La tour sud, dite « tour sourde », est fermée au public. Elle a souffert d’un effondrement partiel en 1506 et a été reconstruite dans un style Renaissance qui tranche avec le gothique du reste de l’édifice. La différence est visible depuis le parvis : les deux tours ne se ressemblent pas du tout, ce qui donne à la façade occidentale une asymétrie presque attachante.

Visiter Bourges : conseils pratiques

Bourges reste une ville trop méconnue. Beaucoup de visiteurs filent vers la Loire voisine sans s’y arrêter, et c’est une erreur. La cathédrale se visite en une heure à une heure trente, mais le Vieux Bourges mérite qu’on y consacre une demi-journée : le palais Jacques-Cœur, les maisons à colombages de la rue Bourbonnoux, les marais. L’entrée de la cathédrale est gratuite. Seule la montée à la tour et la visite de la crypte sont payantes.

FAQ

Pourquoi la cathédrale de Bourges n’a-t-elle pas de transept ?

Les architectes ont volontairement supprimé le transept pour créer un espace intérieur continu et unifié. Ce choix, unique parmi les grandes cathédrales gothiques françaises, produit une perspective ininterrompue de la façade au chœur. Le résultat est un volume fluide, lumineux, qui favorise une circulation naturelle du regard et des fidèles.

Comment venir à Bourges depuis Paris ?

Bourges se trouve à environ 250 km au sud de Paris. En voiture, comptez un peu plus de 2 heures par l’autoroute A71. En train, des liaisons directes depuis Paris-Austerlitz mettent 2h15 environ. La gare de Bourges est à un quart d’heure à pied de la cathédrale.

Peut-on monter dans la tour de la cathédrale ?

Oui, la tour nord est ouverte à la visite. Elle est gérée par le Centre des monuments nationaux. L’accès est payant (environ 8 euros pour un adulte). Comptez 396 marches et une bonne vingtaine de minutes pour la montée. La vue sur Bourges et le Berry récompense largement l’effort.

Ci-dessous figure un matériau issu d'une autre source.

use crate::aggregate::last_event_map;
use crate::config::Config;
use crate::cooldown::{Gate, may_record};
use crate::errors::StoreError;
use crate::models::{DrinkKind, NewEvent};
use crate::storage::EventStore;
use chrono::{DateTime, Utc};
use tracing::{info, warn};

#[derive(Debug, Clone, PartialEq, Eq)]
pub enum RecordOutcome {
    Recorded,
    CooldownActive { remaining_seconds: u64 },
    SchemaMismatch { column: String },
    Failed { message: String },
}

/// Logs one drink for `user` unless the cooldown says no.
///
/// The caller re-reads the table afterwards; nothing here is cached.
pub async fn record_drink(
    store: &EventStore,
    config: &Config,
    now: DateTime<Utc>,
    user: &str,
    kind: DrinkKind,
) -> RecordOutcome {
    let events = match store.fetch_all_events().await {
        Ok(events) => events,
        Err(err) => {
            warn!(%user, %kind, error = %err, "could not read events before insert");
            return RecordOutcome::Failed {
                message: err.to_string(),
            };
        }
    };

    if let Gate::Denied { remaining_seconds } =
        may_record(user, &last_event_map(&events), now, config.cooldown)
    {
        info!(%user, %kind, remaining_seconds, "cooldown active");
        return RecordOutcome::CooldownActive { remaining_seconds };
    }

    match store.insert_event(&NewEvent::new(user, kind, now)).await {
        Ok(()) => {
            info!(%user, %kind, "recorded drink");
            RecordOutcome::Recorded
        }
        Err(StoreError::SchemaMismatch { column }) => {
            warn!(%user, %kind, %column, "insert rejected: table is missing a column");
            RecordOutcome::SchemaMismatch { column }
        }
        Err(err) => {
            warn!(%user, %kind, error = %err, "insert failed");
            RecordOutcome::Failed {
                message: err.to_string(),
            }
        }
    }
}

/// What to tell whoever runs the table when an insert hits a missing column.
pub fn remediation(column: &str) -> String {
    if column == "drink_id" {
        format!(
            "Database update required: add a column to the events table. \
             Name: `{column}`, type: `int`, default value: `1`."
        )
    } else {
        format!("Database update required: the events table is missing the `{column}` column.")
    }
}
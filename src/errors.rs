use axum::http::StatusCode;
use thiserror::Error;

#[derive(Debug)]
pub struct AppError {
    pub status: StatusCode,
    pub message: String,
}

impl AppError {
    pub fn bad_request(message: impl Into<String>) -> Self {
        Self {
            status: StatusCode::BAD_REQUEST,
            message: message.into(),
        }
    }
}

impl axum::response::IntoResponse for AppError {
    fn into_response(self) -> axum::response::Response {
        (self.status, self.message).into_response()
    }
}

/// Failures reported by an event store backend.
#[derive(Debug, Error)]
pub enum StoreError {
    /// Transport, auth, or decoding failure. Reads degrade to an empty table.
    #[error("event store unavailable: {0}")]
    Unavailable(String),

    /// The table lacks a column the insert needs.
    #[error("event store schema is missing column '{column}'")]
    SchemaMismatch { column: String },
}

impl StoreError {
    pub fn unavailable(err: impl std::fmt::Display) -> Self {
        Self::Unavailable(err.to_string())
    }
}

impl From<reqwest::Error> for StoreError {
    fn from(err: reqwest::Error) -> Self {
        Self::unavailable(err)
    }
}

#[derive(Debug, Error, PartialEq, Eq)]
pub enum ConfigError {
    #[error("missing required setting {0}; set it in the environment or in a .env file")]
    Missing(&'static str),

    #[error("invalid value '{value}' for {var}")]
    Invalid { var: &'static str, value: String },
}
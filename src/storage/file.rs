use crate::errors::StoreError;
use crate::models::{EventRow, NewEvent};
use std::{path::Path, path::PathBuf, sync::Arc};
use tokio::{fs, sync::Mutex};
use tracing::debug;

/// Append-only event table kept as a JSON array on local disk.
#[derive(Debug, Clone)]
pub struct FileStore {
    path: PathBuf,
    write_lock: Arc<Mutex<()>>,
}

impl FileStore {
    pub async fn open(path: PathBuf) -> Result<Self, StoreError> {
        if let Some(parent) = path.parent().filter(|parent| !parent.as_os_str().is_empty()) {
            fs::create_dir_all(parent).await.map_err(StoreError::unavailable)?;
        }

        Ok(Self {
            path,
            write_lock: Arc::new(Mutex::new(())),
        })
    }

    pub async fn fetch_rows(&self) -> Result<Vec<EventRow>, StoreError> {
        load_rows(&self.path).await
    }

    pub async fn insert(&self, event: &NewEvent) -> Result<(), StoreError> {
        let _guard = self.write_lock.lock().await;
        // A table we cannot read is never rewritten.
        let mut rows = load_rows(&self.path).await?;
        let next_id = rows.iter().filter_map(|row| row.id).max().unwrap_or(0) + 1;
        rows.push(event.clone().into_row(next_id));
        persist_rows(&self.path, &rows).await?;
        debug!(id = next_id, path = %self.path.display(), "appended event row");
        Ok(())
    }
}

async fn load_rows(path: &Path) -> Result<Vec<EventRow>, StoreError> {
    match fs::read(path).await {
        Ok(bytes) if bytes.iter().all(u8::is_ascii_whitespace) => Ok(Vec::new()),
        Ok(bytes) => serde_json::from_slice(&bytes)
            .map_err(|err| StoreError::Unavailable(format!("failed to parse {}: {err}", path.display()))),
        Err(err) if err.kind() == std::io::ErrorKind::NotFound => Ok(Vec::new()),
        Err(err) => Err(StoreError::Unavailable(format!(
            "failed to read {}: {err}",
            path.display()
        ))),
    }
}

async fn persist_rows(path: &Path, rows: &[EventRow]) -> Result<(), StoreError> {
    let payload = serde_json::to_vec_pretty(rows).map_err(StoreError::unavailable)?;
    let staging = path.with_extension("json.tmp");
    fs::write(&staging, payload).await.map_err(StoreError::unavailable)?;
    fs::rename(&staging, path).await.map_err(StoreError::unavailable)?;
    Ok(())
}
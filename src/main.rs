use coffee_counter::{AppState, Config, EventStore, router};
use std::net::SocketAddr;
use tracing::{error, info};
use tracing_subscriber::{fmt, EnvFilter};

#[tokio::main]
async fn main() -> Result<(), Box<dyn std::error::Error>> {
    // Settings from .env, RUST_LOG included, must be in place before the filter is built.
    let dotenv = dotenvy::dotenv();

    fmt()
        .with_env_filter(EnvFilter::from_default_env().add_directive("info".parse()?))
        .init();

    if let Ok(path) = dotenv {
        info!(path = %path.display(), "loaded settings file");
    }

    let config = match Config::from_env() {
        Ok(config) => config,
        Err(err) => {
            error!("{err}");
            error!("store credentials go in STORE_URL and STORE_KEY (or set STORE_BACKEND=file)");
            std::process::exit(2);
        }
    };

    let store = EventStore::connect(&config.store).await?;
    let addr = SocketAddr::from(([0, 0, 0, 0], config.port));
    info!(users = ?config.users, cooldown_seconds = config.cooldown.num_seconds(), "configuration loaded");

    let app = router(AppState::new(config, store));

    info!("listening on http://{addr}");
    let listener = tokio::net::TcpListener::bind(addr).await?;
    axum::serve(listener, app)
        .with_graceful_shutdown(shutdown_signal())
        .await?;

    Ok(())
}

async fn shutdown_signal() {
    if let Err(err) = tokio::signal::ctrl_c().await {
        error!("failed to listen for shutdown signal: {err}");
    }
    info!("shutting down");
}
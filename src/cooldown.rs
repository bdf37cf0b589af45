use crate::aggregate::LastEventMap;
use chrono::{DateTime, Duration, Utc};

#[derive(Debug, Clone, Copy, PartialEq, Eq)]
pub enum Gate {
    Allowed,
    Denied { remaining_seconds: u64 },
}

/// Decides whether `user` may log another event at `now`.
///
/// The check looks at the user's most recent event of any drink kind. It is
/// advisory: two requests racing past it can both insert.
pub fn may_record(user: &str, last_events: &LastEventMap, now: DateTime<Utc>, cooldown: Duration) -> Gate {
    let Some(last) = last_events.get(user) else {
        return Gate::Allowed;
    };

    // A last event stamped ahead of `now` counts as just happened.
    let elapsed = (now - *last).max(Duration::zero());
    if elapsed >= cooldown {
        return Gate::Allowed;
    }

    let remaining = cooldown - elapsed;
    let whole = remaining.num_seconds().max(0) as u64;
    Gate::Denied {
        remaining_seconds: if remaining.subsec_nanos() > 0 { whole + 1 } else { whole },
    }
}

Quels sont les horaires de visite ?

La cathédrale est ouverte tous les jours de 8h30 à 19h15. L’entrée est gratuite. La crypte et la tour ont leurs propres horaires, généralement de 9h30 à 12h30 et de 14h à 17h30, mais il est prudent de vérifier auprès du Centre des monuments nationaux avant de s’y rendre, car les créneaux varient selon la saison.